The post Best Mortgage…
2022 has not been kind to mortgage stocks. For more than a decade, mortgage rates have been historically low and homebuyers took advantage of it. Now mortgage rates are on the rise, which makes mortgages less affordable for homebuyers and the market has slowed.
Why Are Mortgage Stocks Down?
As the US recovered from the COVID pandemic, mortgage rates were low and the US economy was in recovery mode. That’s when the Federal Reserve vowed to end its easy money stance and begin to raise interest rates in 2022. Earlier in June, the Fed raised rates 75 basis points—more than expected. Mortgage rates rose accordingly.
At the beginning of 2022, homebuyers could get a mortgage rate around 3% on average. By June, mortgage rates were approaching 6%. Another data point for the mortgage market is mortgage applications. Applications can be an indicator of demand for mortgages.
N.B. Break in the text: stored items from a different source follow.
//! In-process host — keeps declared APIs in memory and runs their loaders
//! on demand.

use std::sync::{Arc, Mutex, MutexGuard, PoisonError};

use fapis_app::ports::{ApiDeclaration, ApiHost, ApiLoader, EventDispatcher, LiveApi};
use fapis_domain::error::HostError;
use fapis_domain::event::ApiEvent;
use fapis_domain::lifecycle::ApiState;

/// An error reported on the host, tagged with the API it was reported on.
#[derive(Debug, Clone, PartialEq, Eq)]
pub struct ReportedError {
    pub api: String,
    pub message: String,
}

/// A verb added to a [`VirtualApi`].
#[derive(Debug, Clone, PartialEq, Eq)]
pub struct VerbInfo {
    pub name: String,
    pub info: Option<String>,
}

type ErrorLog = Arc<Mutex<Vec<ReportedError>>>;

/// An API living inside a [`VirtualHost`].
pub struct VirtualApi {
    name: String,
    info: Option<String>,
    verbs: Vec<VerbInfo>,
    dispatchers: Vec<Arc<dyn EventDispatcher>>,
    errors: ErrorLog,
}

impl VirtualApi {
    /// Move verbs and subscriptions out, leaving a shell with the same
    /// identity behind.
    fn detach(&mut self) -> Self {
        Self {
            name: self.name.clone(),
            info: self.info.clone(),
            verbs: std::mem::take(&mut self.verbs),
            dispatchers: std::mem::take(&mut self.dispatchers),
            errors: Arc::clone(&self.errors),
        }
    }
}

impl LiveApi for VirtualApi {
    fn name(&self) -> &str {
        &self.name
    }

    fn report_error(&self, message: &str) {
        record(&self.errors, &self.name, message);
    }

    fn add_verb(&mut self, verb: &str, info: Option<&str>) -> Result<(), HostError> {
        if verb.is_empty() {
            return Err(HostError::Rejected(format!(
                "empty verb name in api {:?}",
                self.name
            )));
        }
        if self.verbs.iter().any(|v| v.name == verb) {
            return Err(HostError::DuplicateVerb {
                api: self.name.clone(),
                verb: verb.to_string(),
            });
        }
        tracing::debug!(api = %self.name, verb, "verb added");
        self.verbs.push(VerbInfo {
            name: verb.to_string(),
            info: info.map(str::to_string),
        });
        Ok(())
    }

    fn on_event(&mut self, dispatcher: Arc<dyn EventDispatcher>) {
        self.dispatchers.push(dispatcher);
    }
}

struct Slot {
    state: ApiState,
    loader: Option<Box<dyn ApiLoader>>,
    api: VirtualApi,
}

/// In-memory [`ApiHost`].
///
/// APIs are kept in declaration order. Declarations flagged
/// `explicit_start` wait for [`start`](Self::start); the others are loaded
/// right away.
pub struct VirtualHost {
    main_api: String,
    apis: Mutex<Vec<Slot>>,
    errors: ErrorLog,
}

impl VirtualHost {
    /// Create a host whose main API is `main_api`.
    #[must_use]
    pub fn new(main_api: impl Into<String>) -> Self {
        Self {
            main_api: main_api.into(),
            apis: Mutex::new(Vec::new()),
            errors: Arc::default(),
        }
    }

    /// Run the loader of a declared API.
    ///
    /// The loader runs without the host lock held, so it may call back into
    /// the host. Until it returns, the API stays [`ApiState::Declared`] with
    /// no verbs or subscriptions visible.
    ///
    /// # Errors
    ///
    /// Returns [`HostError::UnknownApi`] if `name` was never declared and
    /// [`HostError::AlreadyStarted`] if its loader already ran. A failing
    /// loader is not an error here: the API ends up [`ApiState::Failed`].
    #[tracing::instrument(skip(self))]
    pub fn start(&self, name: &str) -> Result<ApiState, HostError> {
        let (loader, mut api) = {
            let mut apis = lock(&self.apis);
            let slot = find_slot(&mut apis, name)?;
            let loader = slot
                .loader
                .take()
                .ok_or_else(|| HostError::AlreadyStarted(name.to_string()))?;
            (loader, slot.api.detach())
        };

        let succeeded = loader.load(&mut api).is_ok();

        let mut apis = lock(&self.apis);
        let slot = find_slot(&mut apis, name)?;
        slot.api = api;
        slot.state = slot
            .state
            .after_load(succeeded)
            .ok_or_else(|| HostError::AlreadyStarted(name.to_string()))?;

        tracing::info!(state = %slot.state, "api started");
        Ok(slot.state)
    }

    /// Start every API still waiting for its loader, in declaration order.
    pub fn start_all(&self) -> Vec<(String, ApiState)> {
        let pending: Vec<String> = lock(&self.apis)
            .iter()
            .filter(|slot| slot.loader.is_some())
            .map(|slot| slot.api.name.clone())
            .collect();

        pending
            .into_iter()
            .filter_map(|name| match self.start(&name) {
                Ok(state) => Some((name, state)),
                Err(err) => {
                    tracing::warn!(api = %name, error = %err, "api not started");
                    None
                }
            })
            .collect()
    }

    /// Hand `event` to every dispatcher subscribed by `api`.
    ///
    /// Returns how many dispatchers received it.
    ///
    /// # Errors
    ///
    /// Returns [`HostError::UnknownApi`] if `api` was never declared.
    pub fn push_event(&self, api: &str, event: &ApiEvent) -> Result<usize, HostError> {
        let dispatchers = lock(&self.apis)
            .iter()
            .find(|slot| slot.api.name == api)
            .map(|slot| slot.api.dispatchers.clone())
            .ok_or_else(|| HostError::UnknownApi(api.to_string()))?;

        for dispatcher in &dispatchers {
            dispatcher.dispatch(api, event);
        }
        Ok(dispatchers.len())
    }

    /// Names of the declared APIs, in declaration order.
    #[must_use]
    pub fn api_names(&self) -> Vec<String> {
        lock(&self.apis)
            .iter()
            .map(|slot| slot.api.name.clone())
            .collect()
    }

    #[must_use]
    pub fn state(&self, name: &str) -> Option<ApiState> {
        lock(&self.apis)
            .iter()
            .find(|slot| slot.api.name == name)
            .map(|slot| slot.state)
    }

    /// Verbs of a declared API.
    #[must_use]
    pub fn verbs(&self, name: &str) -> Option<Vec<VerbInfo>> {
        lock(&self.apis)
            .iter()
            .find(|slot| slot.api.name == name)
            .map(|slot| slot.api.verbs.clone())
    }

    /// Description of a declared API.
    #[must_use]
    pub fn info(&self, name: &str) -> Option<String> {
        lock(&self.apis)
            .iter()
            .find(|slot| slot.api.name == name)
            .and_then(|slot| slot.api.info.clone())
    }

    /// Every error reported so far, on the main API or any declared one.
    #[must_use]
    pub fn errors(&self) -> Vec<ReportedError> {
        lock(&self.errors).clone()
    }

    fn check_name(&self, apis: &[Slot], name: &str) -> Result<(), HostError> {
        if name.is_empty() || name.contains(char::is_whitespace) || name.contains('/') {
            return Err(HostError::InvalidName(name.to_string()));
        }
        if name == self.main_api || apis.iter().any(|slot| slot.api.name == name) {
            return Err(HostError::DuplicateApi(name.to_string()));
        }
        Ok(())
    }
}

impl ApiHost for VirtualHost {
    fn report_error(&self, message: &str) {
        record(&self.errors, &self.main_api, message);
    }

    fn new_api(
        &self,
        declaration: ApiDeclaration,
        loader: Box<dyn ApiLoader>,
    ) -> Result<(), HostError> {
        let name = declaration.name.clone();
        {
            let mut apis = lock(&self.apis);
            self.check_name(&apis, &name)?;
            apis.push(Slot {
                state: ApiState::Declared,
                loader: Some(loader),
                api: VirtualApi {
                    name: declaration.name,
                    info: declaration.info,
                    verbs: Vec::new(),
                    dispatchers: Vec::new(),
                    errors: Arc::clone(&self.errors),
                },
            });
        }
        tracing::debug!(api = %name, explicit_start = declaration.explicit_start, "api declared");

        if !declaration.explicit_start {
            self.start(&name)?;
        }
        Ok(())
    }
}

fn find_slot<'a>(apis: &'a mut [Slot], name: &str) -> Result<&'a mut Slot, HostError> {
    apis.iter_mut()
        .find(|slot| slot.api.name == name)
        .ok_or_else(|| HostError::UnknownApi(name.to_string()))
}

fn record(errors: &Mutex<Vec<ReportedError>>, api: &str, message: &str) {
    tracing::error!(api, "{message}");
    lock(errors).push(ReportedError {
        api: api.to_string(),
        message: message.to_string(),
    });
}

fn lock<T>(mutex: &Mutex<T>) -> MutexGuard<'_, T> {
    mutex.lock().unwrap_or_else(PoisonError::into_inner)
}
Mortgage applications fell 6.5% in the beginning of June this year.
Mortgage stocks also make refinance mortgages. Because mortgage rates were so low for so long, most homeowners have already refinanced their mortgages at these low rates. As mortgage rates keep rising, the market for refinancing looks pretty bleak.
On the other hand, the red-hot housing market has lifted home values to new highs. That means home equity is also on the rise. As the equity in a home rises, homeowners have the chance to take out home equity loans. Home equity loans could be a source of new sales for mortgage stocks this year. Just like other types of mortgages, home equity loans face rising rates, which will likely make potential borrowers think twice about taking out a home equity loan.
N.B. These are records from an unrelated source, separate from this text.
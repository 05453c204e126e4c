//! In-memory fakes for the ports, shared by the service tests.

use std::cell::RefCell;
use std::sync::{Arc, Mutex};

use fapis_domain::descriptor::ApiConfig;
use fapis_domain::error::{ControllerError, HostError, LoadError};
use fapis_domain::event::ApiEvent;
use fapis_domain::section::ConfigSection;
use serde_json::Value;

use crate::ports::{
    ApiDeclaration, ApiHost, ApiLoader, EventDispatcher, LiveApi, PluginConfigurator,
    VerbRegistrar,
};

/// Host recording every declaration and reported error.
#[derive(Default)]
pub struct FakeHost {
    declared: Mutex<Vec<(ApiDeclaration, Box<dyn ApiLoader>)>>,
    errors: Mutex<Vec<String>>,
    refuse: Option<&'static str>,
}

impl FakeHost {
    pub fn refusing(name: &'static str) -> Self {
        Self {
            refuse: Some(name),
            ..Self::default()
        }
    }

    pub fn declarations(&self) -> Vec<ApiDeclaration> {
        self.declared
            .lock()
            .unwrap()
            .iter()
            .map(|(d, _)| d.clone())
            .collect()
    }

    pub fn declared_names(&self) -> Vec<String> {
        self.declarations().into_iter().map(|d| d.name).collect()
    }

    pub fn errors(&self) -> Vec<String> {
        self.errors.lock().unwrap().clone()
    }

    /// Run the loader of the first pending declaration on a fresh API.
    pub fn load_next(&self) -> (FakeApi, Result<(), LoadError>) {
        let (declaration, loader) = self.declared.lock().unwrap().remove(0);
        let mut api = FakeApi::new(&declaration.name);
        let result = loader.load(&mut api);
        (api, result)
    }
}

impl ApiHost for FakeHost {
    fn report_error(&self, message: &str) {
        self.errors.lock().unwrap().push(message.to_string());
    }

    fn new_api(
        &self,
        declaration: ApiDeclaration,
        loader: Box<dyn ApiLoader>,
    ) -> Result<(), HostError> {
        if self.refuse == Some(declaration.name.as_str()) {
            return Err(HostError::Rejected("refused by test".to_string()));
        }
        self.declared.lock().unwrap().push((declaration, loader));
        Ok(())
    }
}

/// Live API recording verbs, errors and subscriptions.
pub struct FakeApi {
    pub name: String,
    pub verbs: Vec<String>,
    pub subscriptions: Vec<Arc<dyn EventDispatcher>>,
    errors: RefCell<Vec<String>>,
}

impl FakeApi {
    pub fn new(name: &str) -> Self {
        Self {
            name: name.to_string(),
            verbs: Vec::new(),
            subscriptions: Vec::new(),
            errors: RefCell::new(Vec::new()),
        }
    }

    pub fn errors(&self) -> Vec<String> {
        self.errors.borrow().clone()
    }
}

impl LiveApi for FakeApi {
    fn name(&self) -> &str {
        &self.name
    }

    fn report_error(&self, message: &str) {
        self.errors.borrow_mut().push(message.to_string());
    }

    fn add_verb(&mut self, verb: &str, _info: Option<&str>) -> Result<(), HostError> {
        self.verbs.push(verb.to_string());
        Ok(())
    }

    fn on_event(&mut self, dispatcher: Arc<dyn EventDispatcher>) {
        self.subscriptions.push(dispatcher);
    }
}

/// Control layer recording what it was asked to apply.
#[derive(Default)]
pub struct FakeController {
    configured: Mutex<Vec<(String, Value)>>,
    registered: Mutex<Vec<(Value, bool)>>,
    fail_plugins: bool,
    fail_verbs: bool,
}

impl FakeController {
    pub fn failing_plugins() -> Self {
        Self {
            fail_plugins: true,
            ..Self::default()
        }
    }

    pub fn failing_verbs() -> Self {
        Self {
            fail_verbs: true,
            ..Self::default()
        }
    }

    /// `(section key, config json)` pairs, in call order.
    pub fn configured(&self) -> Vec<(String, Value)> {
        self.configured.lock().unwrap().clone()
    }

    /// `(verbs, inherit)` pairs, in call order.
    pub fn registered(&self) -> Vec<(Value, bool)> {
        self.registered.lock().unwrap().clone()
    }
}

impl PluginConfigurator for FakeController {
    fn configure(
        &self,
        api: &mut dyn LiveApi,
        section: &ConfigSection,
        config: &ApiConfig,
    ) -> Result<(), ControllerError> {
        self.configured
            .lock()
            .unwrap()
            .push((section.key.clone(), serde_json::to_value(config).unwrap()));
        if self.fail_plugins {
            return Err(ControllerError::InvalidPlugin(api.name().to_string()));
        }
        Ok(())
    }
}

impl VerbRegistrar for FakeController {
    fn register_verbs(
        &self,
        _api: &mut dyn LiveApi,
        verbs: &Value,
        inherit: bool,
    ) -> Result<(), ControllerError> {
        self.registered
            .lock()
            .unwrap()
            .push((verbs.clone(), inherit));
        if self.fail_verbs {
            return Err(ControllerError::DuplicateVerb("ping".to_string()));
        }
        Ok(())
    }
}

/// Dispatcher counting the events it receives.
#[derive(Default)]
pub struct FakeDispatcher {
    pub received: Mutex<Vec<(String, String)>>,
}

impl EventDispatcher for FakeDispatcher {
    fn dispatch(&self, api: &str, event: &ApiEvent) {
        self.received
            .lock()
            .unwrap()
            .push((api.to_string(), event.name.clone()));
    }
}
//! Use-cases — declaring fapis and loading them.

pub mod fapis_service;
pub mod loader;

#[cfg(test)]
pub(crate) mod test_support;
Best Mortgage Stocks on the Market
Rocket Companies (NYSE: RKT) and Lendingtree (NASDAQ: TREE) are two mortgage stocks to consider.
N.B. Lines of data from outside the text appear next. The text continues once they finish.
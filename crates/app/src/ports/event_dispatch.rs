//! Event dispatch port — receives the events of subscribed APIs.

use fapis_domain::event::ApiEvent;

/// Handles events delivered to an API.
pub trait EventDispatcher: Send + Sync {
    /// Handle `event`, received by the API named `api`.
    fn dispatch(&self, api: &str, event: &ApiEvent);
}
Rocket Companies is the #1 home lender in the US. It runs the popular mortgage app Rocket Mortgage. According to its most recent presentation, it has processed over $1.5 trillion in mortgages since it started. Though, the company has gain notoriety over the last few years, it has been in business for 36 years.
In addition to home loans, Rocket Companies also does car loans. With its recent buyout of Truebill, the company also has a personal finance platform. The platform handles everything from lowering bills, cancelling subscriptions, tracking spending, managing budgets and improving credit. Truebill has over $100 million of recurring sales.
Lendingtree is also a leader in online mortgages. The company also sells insurance, which has grown in its overall sales. In addition, Lendingtree makes personal loans and issues credit cards to its customers. The company focuses on borrowers with good credit. For instance, customers with personal loans have an average credit score of 620. In addition, mortgage customers have an average credit score of 690.
Lendingtree stock does not pay a dividend and has a P/E ratio of 17.5x
Mortgage Stock Giants
Bank of America (NYSE: BAC) and JPMorgan Chase (NYSE: JPM) are two bank mortgage giants with struggling stock prices.
Bank of America is a leader in personal banking. In addition to mortgages, the company does business lending, credit cards and wealth management. According to its most recent presentation, mortgage loan balances have recovered briskly since their pandemic lows. Its customers are also in great shape. For instance, past due customers are below their pre-pandemic levels of 2019. In addition, charge-offs have been cut in half since the first quarter of 2021.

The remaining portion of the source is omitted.